### YOUR TASK
Look through the material below for "CompoundIdentifier". Copy every line that contains it.

### MATERIAL SHOWN
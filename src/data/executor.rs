use std::{
    error::Error,
    fmt::{Display, Formatter},
};

use axum::async_trait;

/// One result row, decoded to JSON by the backend connection.
pub type Row = serde_json::Map<String, serde_json::Value>;

/// A runtime value bound into a cached statement: the row id, limit, or
/// offset. Everything else is inlined at compile time.
#[derive(Debug, Clone, PartialEq)]
pub enum BindValue {
    Text(String),
    Int(i64),
}

impl BindValue {
    /// Render as an escaped SQL literal.
    pub fn to_literal(&self) -> String {
        match self {
            BindValue::Text(s) => format!("'{}'", s.replace('\'', "''")),
            BindValue::Int(n) => n.to_string(),
        }
    }
}

/// Backend connection. `execute` takes a parameterized statement plus the
/// values for its `$n` markers and returns decoded rows.
#[async_trait]
pub trait Executor: Send + Sync {
    async fn execute(&self, sql: &str, params: &[BindValue]) -> Result<Vec<Row>, ExecuteError>;

    /// Connectivity probe used by the health endpoint.
    async fn ping(&self) -> bool {
        self.execute("SELECT 1", &[]).await.is_ok()
    }
}

#[derive(Debug)]
pub struct ExecuteError(pub String);

impl Display for ExecuteError {
    fn fmt(&self, f: &mut Formatter<'_>) -> std::fmt::Result {
        write!(f, "Query execution failed: {}", self.0)
    }
}

impl Error for ExecuteError {}
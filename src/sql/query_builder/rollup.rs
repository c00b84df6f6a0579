use crate::meta::{Column, Relation, RelationKind, RollupFunction};
use crate::sql::ast::{
    BinaryOperator, Expr, Function, FunctionArgExpr, Ident, ObjectName, Query, SelectItem,
    TableFactor, TableWithJoins, Join, JoinConstraint, JoinOperator,
};

use super::{alias::AliasGenerator, QueryBuilderError};

/// Build the correlated aggregate subquery for a rollup or links column:
/// an aggregate over the relation's related rows, correlated to the root
/// row by the relation's foreign key equality.
pub fn rollup_select(
    relation: &Relation,
    target: &Column,
    function: RollupFunction,
    root_alias: &str,
    aliases: &mut AliasGenerator,
) -> Result<Expr, QueryBuilderError> {
    let related_alias = aliases.next();
    let target_col = Expr::CompoundIdentifier(vec![
        Ident::quoted(&related_alias),
        Ident::quoted(&target.column_name),
    ]);
    let projection = vec![SelectItem::UnnamedExpr(aggregate(function, target_col))];

    let query = match relation.kind {
        RelationKind::ManyToMany => {
            let (mm_model, mm_child, mm_parent) = match (
                &relation.mm_model,
                &relation.mm_child_column,
                &relation.mm_parent_column,
            ) {
                (Some(model), Some(child), Some(parent)) => (model, child, parent),
                _ => {
                    return Err(QueryBuilderError::InvalidRollup(target.id.clone()));
                }
            };
            let mm_alias = aliases.next();

            let join = Join {
                relation: TableFactor::Table {
                    name: ObjectName(vec![Ident::quoted(&relation.related_model.table_name)]),
                    alias: Some(Ident::quoted(&related_alias)),
                },
                join_operator: JoinOperator::LeftOuter(JoinConstraint::On(equality(
                    &related_alias,
                    &relation.parent_column.column_name,
                    &mm_alias,
                    &mm_parent.column_name,
                ))),
            };

            Query::new(projection)
                .from(vec![TableWithJoins {
                    relation: TableFactor::Table {
                        name: ObjectName(vec![Ident::quoted(&mm_model.table_name)]),
                        alias: Some(Ident::quoted(&mm_alias)),
                    },
                    joins: vec![join],
                }])
                .predicate(Some(equality(
                    &mm_alias,
                    &mm_child.column_name,
                    root_alias,
                    &relation.child_column.column_name,
                )))
        }
        RelationKind::HasMany => correlated_query(
            projection,
            relation,
            &related_alias,
            &relation.child_column.column_name,
            root_alias,
            &relation.parent_column.column_name,
        ),
        RelationKind::BelongsTo => correlated_query(
            projection,
            relation,
            &related_alias,
            &relation.parent_column.column_name,
            root_alias,
            &relation.child_column.column_name,
        ),
        RelationKind::OneToOne => {
            if relation.belongs_to {
                correlated_query(
                    projection,
                    relation,
                    &related_alias,
                    &relation.parent_column.column_name,
                    root_alias,
                    &relation.child_column.column_name,
                )
            } else {
                correlated_query(
                    projection,
                    relation,
                    &related_alias,
                    &relation.child_column.column_name,
                    root_alias,
                    &relation.parent_column.column_name,
                )
            }
        }
    };

    Ok(Expr::Subquery(query.boxed()))
}

fn correlated_query(
    projection: Vec<SelectItem>,
    relation: &Relation,
    related_alias: &str,
    related_column: &str,
    root_alias: &str,
    root_column: &str,
) -> Query {
    Query::new(projection)
        .from(vec![TableWithJoins {
            relation: TableFactor::Table {
                name: ObjectName(vec![Ident::quoted(&relation.related_model.table_name)]),
                alias: Some(Ident::quoted(related_alias)),
            },
            joins: vec![],
        }])
        .predicate(Some(equality(
            related_alias,
            related_column,
            root_alias,
            root_column,
        )))
}

fn equality(left_alias: &str, left_col: &str, right_alias: &str, right_col: &str) -> Expr {
    Expr::BinaryOp {
        left: Box::new(Expr::CompoundIdentifier(vec![
            Ident::quoted(left_alias),
            Ident::quoted(left_col),
        ])),
        op: BinaryOperator::Eq,
        right: Box::new(Expr::CompoundIdentifier(vec![
            Ident::quoted(right_alias),
            Ident::quoted(right_col),
        ])),
    }
}

fn aggregate(function: RollupFunction, column: Expr) -> Expr {
    let (name, distinct) = match function {
        RollupFunction::Count => ("count", false),
        RollupFunction::Min => ("min", false),
        RollupFunction::Max => ("max", false),
        RollupFunction::Sum => ("sum", false),
        RollupFunction::Avg => ("avg", false),
        RollupFunction::CountDistinct => ("count", true),
        RollupFunction::SumDistinct => ("sum", true),
        RollupFunction::AvgDistinct => ("avg", true),
    };
    Expr::Function(Function {
        name: ObjectName(vec![Ident::unquoted(name)]),
        args: vec![FunctionArgExpr::Expr(column)],
        distinct,
    })
}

### WRITTEN RESPONSE
    let target_col = Expr::CompoundIdentifier(vec![
        left: Box::new(Expr::CompoundIdentifier(vec![
        right: Box::new(Expr::CompoundIdentifier(vec![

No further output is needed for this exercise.